Weinstein's deputy, Attorney Avi Licht, established in an opinion paper released Sunday that the channel's license may be extended for a year despite having defaulted on a NIS 60 million (about $16 million) debt to the government.
The opinion will be submitted to the Second Authority for Television and Radio Council, which is scheduled to hold a meeting on the Channel 10 issue in which it is expected to adopt the opinion and refrain from posing any opposition.
The opinion maintains that the issue that should in fact be looked into in depth is the channel's eligibility for a license. The implication is that the channel will not be shut down on January 27, the expiration date of its license and will be given the time it needs to meet its financial obligations to the government or to bring in investors.
It should be mentioned that Channel 10 applied for a license on January 1 but is currently ineligible due to its debts.
"I did not disregard what Knesset members and government representatives had to say during legislation procedures, from which it may be understood that some Knesset members and government representatives may have advocated a different reading," the opinion said.
"However, at the end of the day, from the moment the law was born it has independent validity and vitality, and only the letter of the law and the purpose that it serves can be used as guidelines for its understanding."
Furthermore, the opinion stated that "there is a difficulty in principle in the fact that the channel, which is supposed to be independent and self-governing, seeks help from the Knesset and the government to bail it out of its troubles time after time."

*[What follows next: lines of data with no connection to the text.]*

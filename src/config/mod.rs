// Copyright (c) 2025 Ronan LE MEILLAT, SCTG Development
// This file is part of the rust-fnirs project and is licensed under the
// SCTG Development Non-Commercial License v1.0 (see LICENSE.md for details).

//! Configuration management for the fNIRS monitor
//!
//! This module provides functionality for loading, validating, and applying
//! configuration settings. The configuration is backed by a YAML file and
//! validated against a JSON schema before being deserialized.
//!
//! ## Configuration Structure
//!
//! - `acquisition`: Sample rate and accepted raw vector lengths
//! - `hardware`: Placeholder constants emitted for inactive pairs
//! - `calibration`: Calibration window and pair discovery thresholds
//! - `mbll`: Modified Beer-Lambert Law constants
//! - `quality`: Rolling signal quality estimate
//! - `alert`: Sustained-load alert rules
//! - `processing`: Processing mode and per-mode policy
//! - `worker`: Queue sizes of the background pipeline worker
//!
//! ## Usage
//!
//! ```no_run
//! use rust_fnirs::config::Config;
//! use std::path::Path;
//!
//! // Load config from file, creates a default if not found
//! let mut config = Config::from_file(Path::new("config.yaml")).unwrap();
//!
//! // Apply command line overrides if needed
//! config.apply_args(
//!     Some(25.0),  // Sample rate
//!     None,        // Processing mode
//!     Some(0.01),  // Alert threshold
//!     Some(5.0),   // Alert duration
//!     None,        // Calibration duration
//! );
//!
//! let pipeline_config = config.pipeline_config();
//! println!("Sample rate: {} Hz", pipeline_config.acquisition.sample_rate_hz);
//! ```

pub mod acquisition;
pub mod alert;
pub mod calibration;
pub mod hardware;
pub mod mbll;
pub mod processing;
pub mod quality;
pub mod utils;
pub mod worker;

use std::fs::{self, File};
use std::io::Write;
use std::path::Path;

use anyhow::{Context, Result};
use log::{debug, error};
use serde::{Deserialize, Serialize};

// Re-export all types for public API
pub use acquisition::{AcquisitionConfig, TrailingField};
pub use alert::AlertConfig;
pub use calibration::CalibrationConfig;
pub use hardware::HardwareConfig;
pub use mbll::{ExtinctionCoefficients, ExtinctionTable, MbllConfig, Wavelength};
pub use processing::{ModeConfig, ProcessingConfig, ProcessingMode};
pub use quality::QualityConfig;
pub use utils::output_config_schema;
pub use worker::WorkerConfig;

/// Embedded JSON schema used to validate configuration files
pub(crate) const CONFIG_SCHEMA: &str = include_str!("../../resources/config.schema.json");

/// Root configuration structure.
///
/// Every section falls back to its defaults when omitted, so a minimal
/// configuration file only needs the values that differ from them.
#[derive(Debug, Clone, Default, PartialEq, Serialize, Deserialize)]
pub struct Config {
    /// Incoming stream description
    #[serde(default)]
    pub acquisition: AcquisitionConfig,

    /// Hardware placeholder constants
    #[serde(default)]
    pub hardware: HardwareConfig,

    /// Calibration settings
    #[serde(default)]
    pub calibration: CalibrationConfig,

    /// MBLL constants
    #[serde(default)]
    pub mbll: MbllConfig,

    /// Signal quality estimation
    #[serde(default)]
    pub quality: QualityConfig,

    /// Alert rules
    #[serde(default)]
    pub alert: AlertConfig,

    /// Processing mode selection
    #[serde(default)]
    pub processing: ProcessingConfig,

    /// Background worker sizing
    #[serde(default)]
    pub worker: WorkerConfig,
}

/// Runtime configuration held by a [`crate::processing::DataProcessingPipeline`].
///
/// This is the subset of [`Config`] the signal-processing core needs; it is
/// owned by the pipeline instance so that no global state is involved.
#[derive(Debug, Clone, Default, PartialEq)]
pub struct PipelineConfig {
    pub acquisition: AcquisitionConfig,
    pub hardware: HardwareConfig,
    pub calibration: CalibrationConfig,
    pub mbll: MbllConfig,
    pub quality: QualityConfig,
    pub alert: AlertConfig,
    pub processing: ProcessingConfig,
}

impl Config {
    /// Helper method to create a sample config file when validation fails
    fn create_sample_config<P: AsRef<Path>>(path: P) -> Result<()> {
        let path = path.as_ref();
        let sample_path = path.with_extension("sample.yaml");
        debug!("Original path: {:?}, Sample path: {:?}", path, sample_path);

        if let Some(parent) = sample_path.parent() {
            if !parent.exists() {
                debug!("Creating parent directory: {:?}", parent);
                std::fs::create_dir_all(parent).with_context(|| {
                    format!(
                        "Failed to create parent directory for sample config at {:?}",
                        parent
                    )
                })?;
            }
        }

        Self::default()
            .save_to_file(&sample_path)
            .with_context(|| format!("Failed to save sample config to {:?}", sample_path))?;

        error!(
            "Sample configuration file created at {:?}\nPlease edit and rename it",
            sample_path
        );
        Ok(())
    }

    /// Load configuration from a file
    ///
    /// A missing file is created with default values. A file that fails
    /// schema validation, deserialization or the specific rules produces an
    /// error and a `*.sample.yaml` file with defaults next to it.
    pub fn from_file<P: AsRef<Path>>(path: P) -> Result<Self> {
        let path = path.as_ref();
        if !path.exists() {
            debug!(
                "Configuration file not found at {:?}, creating default",
                path
            );
            let default_config = Self::default();
            default_config.save_to_file(path)?;
            return Ok(default_config);
        }

        debug!("Loading configuration from {:?}", path);
        let contents = fs::read_to_string(path)
            .with_context(|| format!("Failed to read configuration file at {:?}", path))?;

        // First step: convert YAML to a generic Value
        let yaml_value: serde_yml::Value = serde_yml::from_str(&contents)
            .with_context(|| format!("Failed to parse YAML configuration from {:?}", path))?;

        let json_value = serde_json::to_value(&yaml_value).with_context(|| {
            format!("Failed to convert YAML to JSON for validation: {:?}", path)
        })?;

        let schema: serde_json::Value =
            serde_json::from_str(CONFIG_SCHEMA).context("Failed to parse JSON schema")?;

        let validator = jsonschema::draft202012::options()
            .should_validate_formats(true)
            .build(&schema)?;

        debug!("Validating {} configuration against schema", path.display());
        if let Err(error) = validator.validate(&json_value) {
            error!("Configuration validation error before deserialization");
            Self::create_sample_config(path)?;
            anyhow::bail!("Configuration validation failed: {}", error);
        }

        debug!("Schema validation passed, deserializing into Config structure");
        let config: Config = match serde_yml::from_str(&contents) {
            Ok(config) => config,
            Err(err) => {
                error!("Configuration deserialization error: {}", err);
                if let Err(e) = Self::create_sample_config(path) {
                    error!("Failed to create sample config: {}", e);
                }
                return Err(anyhow::anyhow!(
                    "Failed to deserialize configuration from {}: {}",
                    path.display(),
                    err
                ));
            }
        };

        if let Err(err) = utils::validate_specific_rules(&config) {
            error!("Configuration specific validation error: {}", err);
            Self::create_sample_config(path)?;
            return Err(err);
        }

        Ok(config)
    }

    /// Save the configuration to a file
    pub fn save_to_file<P: AsRef<Path>>(&self, path: P) -> Result<()> {
        let yaml =
            serde_yml::to_string(self).context("Failed to serialize configuration to YAML")?;

        let mut file = File::create(path.as_ref())
            .with_context(|| format!("Failed to create config file at {:?}", path.as_ref()))?;

        file.write_all(yaml.as_bytes())
            .with_context(|| format!("Failed to write configuration to {:?}", path.as_ref()))?;

        Ok(())
    }

    /// Validate the configuration against the rules the schema cannot express
    pub fn validate(&self) -> Result<()> {
        utils::validate_specific_rules(self)
    }

    /// Apply command line arguments to override configuration values.
    ///
    /// Only explicitly provided values override the loaded configuration.
    ///
    /// # Parameters
    ///
    /// * `sample_rate` - Nominal sample rate in Hz
    /// * `mode` - Processing mode
    /// * `threshold` - Alert threshold (ΔμM)
    /// * `alert_duration` - Seconds the alert condition must hold
    /// * `calibration_duration` - Calibration window in seconds
    pub fn apply_args(
        &mut self,
        sample_rate: Option<f64>,
        mode: Option<ProcessingMode>,
        threshold: Option<f64>,
        alert_duration: Option<f64>,
        calibration_duration: Option<f64>,
    ) {
        if let Some(rate) = sample_rate {
            debug!("Overriding sample rate from command line: {}", rate);
            self.acquisition.sample_rate_hz = rate;
        }
        if let Some(mode) = mode {
            debug!("Overriding processing mode from command line: {}", mode);
            self.processing.mode = mode;
        }
        if let Some(threshold) = threshold {
            debug!("Overriding alert threshold from command line: {}", threshold);
            self.alert.threshold = threshold;
        }
        if let Some(duration) = alert_duration {
            debug!("Overriding alert duration from command line: {}", duration);
            self.alert.duration_seconds = duration;
            if self.alert.history_seconds < duration {
                self.alert.history_seconds = duration;
            }
        }
        if let Some(duration) = calibration_duration {
            debug!(
                "Overriding calibration duration from command line: {}",
                duration
            );
            self.calibration.duration_seconds = duration;
        }
    }

    /// Runtime configuration for the processing pipeline
    pub fn pipeline_config(&self) -> PipelineConfig {
        PipelineConfig {
            acquisition: self.acquisition.clone(),
            hardware: self.hardware.clone(),
            calibration: self.calibration.clone(),
            mbll: self.mbll.clone(),
            quality: self.quality.clone(),
            alert: self.alert.clone(),
            processing: self.processing.clone(),
        }
    }
}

Channel 10 said in response, "After the channel met all of its obligations and has even settled past obligations, as mentioned in the Second Authority for Television and Radio reports, we will be thankful for any solution which will allow the channel to continue broadcasting and to exercise the licensing reform.
"The extension of the franchise until the licenses' period begins, as established by law, is a first step in that direction".
The Justice Ministry said, "We cannot comment on the matter until the opinion is circulated."
The Second Authority for Television and Radio commented: "If we receive a Ministry of Justice opinion, our council will discuss it during the hearing."